Renewables for
African Agriculture
Integrating Modelling Excellence and Robust Business Models

2024 news: RE4AFAGRI online training courses

📢#RE4AFAGRI is pleased to announce ONLINE training courses in water-energy-land nexus 🌊 🌽 ⚡ for equitable development in rural Africa, starting this June 2024! The modules are targeted at both business analysts and policymakers eager to use model-outputs and business analysis tools, and to researchers and scientists seeking to use scientific nexus models. Explore our course offerings and secure your spot today: https://forms.office.com/e/JjTUxn69Vj 📅 Deadline: 15th May, 2024. Free attendance.


ℹ Detailed info: https://iiasa.ac.at/events/jun-2024/shaping-future-of-rural-africa-online-training-to-navigate-water-energy-land-0

Left; a woman irrigating vegetables by bucket; right: a solar PV minigrid in rural Kenya. 

In sub-Saharan Africa 80% of agricultural production comes from smallholder farmers, who face constraints that reduce their productivity resulting in a large crop yield gap. Extensive rain-fed agriculture (90% of all cropland) under the unpredictable and erratic rainfall pattern is a leading cause of the low productivity and food insecurity in Africa, together with a low degree of mechanisation. This has been reinforcing a persistent poverty trap triggering cyclical famines and jeopardising local development opportunities.   
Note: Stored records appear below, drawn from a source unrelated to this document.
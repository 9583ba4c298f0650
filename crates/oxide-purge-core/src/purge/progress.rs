//! Status message and progress subscription
//!
//! One status message per job: opened when the walk starts, edited every
//! `batch_size` examined identifiers, finalized with a summary and
//! optionally removed after a grace delay. Edit failures never affect the
//! job. The same updates are mirrored to an optional subscriber channel.

use super::job::JobState;
use super::{PurgeCounts, PurgeError, TerminalState};
use crate::platform::{ChatId, ChatPlatform, MessageId};
use crate::utils::format_elapsed;
use serde::{Deserialize, Serialize};
use std::time::Duration;
use tokio::sync::mpsc::error::TrySendError;
use tokio::sync::mpsc::Sender;
use tokio::time::Instant;
use tracing::{debug, warn};

/// Progress notifications for subscribers rendering their own UI
#[derive(Debug, Clone, PartialEq, Eq, Serialize, Deserialize)]
#[serde(rename_all = "snake_case")]
pub enum PurgeEvent {
    /// The job entered a new state
    State(JobState),
    /// Periodic update, same cadence as the status message edits
    Progress(PurgeCounts),
    /// The job reached a terminal state
    Finished {
        /// Final tallies
        counts: PurgeCounts,
        /// How the job ended
        state: TerminalState,
    },
}

/// Publish `event` to the subscriber, if any.
///
/// Never waits: a full channel drops the event and a closed one is ignored,
/// so a stalled subscriber cannot hold the job back.
pub(crate) fn publish(observer: Option<&Sender<PurgeEvent>>, event: PurgeEvent) {
    let Some(tx) = observer else {
        return;
    };
    match tx.try_send(event) {
        Ok(()) => {}
        Err(TrySendError::Full(event)) => {
            debug!(?event, "Progress subscriber lagging, event dropped");
        }
        Err(TrySendError::Closed(_)) => debug!("Progress subscriber dropped"),
    }
}

/// Handle to the job's status message
pub struct StatusReport<'a, P: ?Sized> {
    platform: &'a P,
    chat: ChatId,
    message_id: Option<MessageId>,
    last_text: String,
    batch_size: u64,
    observer: Option<Sender<PurgeEvent>>,
    started: Instant,
}

impl<'a, P> StatusReport<'a, P>
where
    P: ChatPlatform + ?Sized,
{
    /// Send the initial status message.
    ///
    /// If sending fails the job keeps running without a visible status;
    /// subscribers still receive every update.
    pub async fn open(
        platform: &'a P,
        chat: ChatId,
        batch_size: u64,
        skip_admins: bool,
        observer: Option<Sender<PurgeEvent>>,
    ) -> Self {
        let text = render_start(skip_admins);
        let message_id = match platform.send_message(chat, &text).await {
            Ok(id) => Some(id),
            Err(e) => {
                warn!(chat = %chat, error = %e, "Failed to send status message");
                None
            }
        };

        Self {
            platform,
            chat,
            message_id,
            last_text: text,
            batch_size: batch_size.max(1),
            observer,
            started: Instant::now(),
        }
    }

    /// Id of the status message, if it was sent
    #[must_use]
    pub const fn message_id(&self) -> Option<MessageId> {
        self.message_id
    }

    /// Report if `counts` just completed a batch. Returns `true` when a report was made.
    pub async fn tick(&mut self, counts: &PurgeCounts) -> bool {
        if counts.examined == 0 || counts.examined % self.batch_size != 0 {
            return false;
        }
        self.report(counts).await;
        true
    }

    /// Edit the status message to show `counts`.
    pub async fn report(&mut self, counts: &PurgeCounts) {
        publish(self.observer.as_ref(), PurgeEvent::Progress(*counts));
        self.edit(render_progress(counts)).await;
    }

    /// Final edit with the completion summary.
    pub async fn finalize(&mut self, counts: &PurgeCounts, state: &TerminalState) {
        let text = render_summary(counts, state, self.started.elapsed());
        self.edit(text).await;
        publish(
            self.observer.as_ref(),
            PurgeEvent::Finished {
                counts: *counts,
                state: state.clone(),
            },
        );
    }

    /// Delete the status message after `grace`.
    pub async fn discard(self, grace: Duration) {
        let Some(id) = self.message_id else {
            return;
        };
        tokio::time::sleep(grace).await;
        if let Err(e) = self.platform.delete_message(self.chat, id).await {
            debug!(chat = %self.chat, error = %e, "Status message cleanup skipped");
        }
    }

    async fn edit(&mut self, text: String) {
        let Some(id) = self.message_id else {
            return;
        };
        if text == self.last_text {
            return;
        }
        match self.platform.edit_message_text(self.chat, id, &text).await {
            Ok(()) => self.last_text = text,
            Err(e) => debug!(chat = %self.chat, error = %e, "Status update skipped"),
        }
    }
}

/// Text of a freshly opened status message
#[must_use]
pub fn render_start(skip_admins: bool) -> String {
    if skip_admins {
        "⚡ <b>Starting deletion</b> (skipping admin messages)...".to_string()
    } else {
        "⚡ <b>Starting deletion</b> (including admin messages)...".to_string()
    }
}

/// Periodic progress line
#[must_use]
pub fn render_progress(counts: &PurgeCounts) -> String {
    format!(
        "⏳ Deleted <b>{}</b> messages, skipped {}, errors {}...",
        counts.deleted, counts.skipped, counts.errors
    )
}

/// Final summary for a job that reached `state`
#[must_use]
pub fn render_summary(counts: &PurgeCounts, state: &TerminalState, elapsed: Duration) -> String {
    let tallies = format!(
        "Deleted <b>{}</b> messages, skipped {}, errors {} ({})",
        counts.deleted,
        counts.skipped,
        counts.errors,
        format_elapsed(elapsed)
    );
    match state {
        TerminalState::Done => format!("✅ <b>Finished!</b> {tallies}"),
        TerminalState::Cancelled => format!("🛑 <b>Cancelled.</b> {tallies}"),
        TerminalState::Failed(e) => format!(
            "❌ <b>Stopped:</b> {}\n{tallies}",
            html_escape::encode_text(&e.to_string())
        ),
    }
}

/// The single explanatory message of a job that failed before running
#[must_use]
pub fn render_fatal(error: &PurgeError) -> String {
    match error {
        PurgeError::PermissionDenied(reason) => format!(
            "❌ I need admin privileges with delete rights to delete messages!\n<i>{}</i>",
            html_escape::encode_text(reason)
        ),
        PurgeError::RosterUnavailable(reason) => format!(
            "⚠️ Could not load the admin list, nothing was deleted.\n<i>{}</i>",
            html_escape::encode_text(reason)
        ),
        other => format!("❌ {}", html_escape::encode_text(&other.to_string())),
    }
}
To address these challenges, there is a need for agricultural transformation to ensure increased revenue opportunities and food security of the smallholder farmers of the continent. The input of electric energy provides a foundational building block upon which significant development becomes possible. Access to affordable energy enables pumping groundwater, rainwater harvesting and storage in underground or surface storage tanks, and powering crop processing and cold storage machineries that could significantly contribute to poverty elimination. This would have positive consequences for food security (SDG 2), ensuring healthy life (SDG 3), ensuring equitable and inclusive education (SDG 4), access to water (SDG 6), access to energy (SDG 7) and local socio-economic development (SDG 8), thus contributing to the reduction of rural-urban and gender inequalities (SDG 10).  

The RE4AFAGRI project aims to inform and contribute to the transformation of the African smallholder farmers’ agriculture and demonstrate planning and implementation approaches to the integrated water-energy-food-environment-economic development nexus management and business models for infrastructure implementation that are truly tailored to the local needs and socio-cultural and economic and financial context. This website hosts the key project output in terms of numerical modelling results and business model research, as well as events, capacity development, and training materials.

RE4AFAGRI is part of the LEAP-RE initiative.